* [Materials provided]
=-=-=-=-=
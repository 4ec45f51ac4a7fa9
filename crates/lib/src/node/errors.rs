//! Error types for node conversions.

use thiserror::Error;

use super::NodeKind;

/// Errors produced when reading a node as a concrete Rust type.
#[non_exhaustive]
#[derive(Debug, Error, Clone, PartialEq, Eq)]
pub enum NodeError {
    /// The node holds a different shape than the one requested
    #[error("Node type mismatch: expected {expected}, found {actual}")]
    TypeMismatch { expected: NodeKind, actual: NodeKind },

    /// The numeric value cannot be represented in the requested type without loss
    #[error("Lossy numeric conversion from {actual} to {expected}")]
    LossyConversion { expected: NodeKind, actual: NodeKind },

    /// The node has no representation in the target format
    #[error("Node of type {kind} cannot be converted: {reason}")]
    Unrepresentable { kind: NodeKind, reason: String },
}

impl NodeError {
    /// Check if this error is a plain shape mismatch
    pub fn is_type_error(&self) -> bool {
        matches!(self, NodeError::TypeMismatch { .. })
    }

    /// Check if this error is a rejected numeric conversion
    pub fn is_lossy(&self) -> bool {
        matches!(self, NodeError::LossyConversion { .. })
    }

    /// The kind that was requested, where applicable
    pub fn expected(&self) -> Option<NodeKind> {
        match self {
            NodeError::TypeMismatch { expected, .. }
            | NodeError::LossyConversion { expected, .. } => Some(*expected),
            NodeError::Unrepresentable { .. } => None,
        }
    }
}

// Conversion from NodeError to the main Error type
impl From<NodeError> for crate::Error {
    fn from(err: NodeError) -> Self {
        crate::Error::Node(err)
    }
}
=-=-=-=-=
* [Your instructions] The expected output is the run of lines from the one holding "pub fn expected(&self)" to the last line of the entries above, each reproduced character for character.

* [Answer to this exercise]
    pub fn expected(&self) -> Option<NodeKind> {
        match self {
            NodeError::TypeMismatch { expected, .. }
            | NodeError::LossyConversion { expected, .. } => Some(*expected),
            NodeError::Unrepresentable { .. } => None,
        }
    }
}

// Conversion from NodeError to the main Error type
impl From<NodeError> for crate::Error {
    fn from(err: NodeError) -> Self {
        crate::Error::Node(err)
    }
}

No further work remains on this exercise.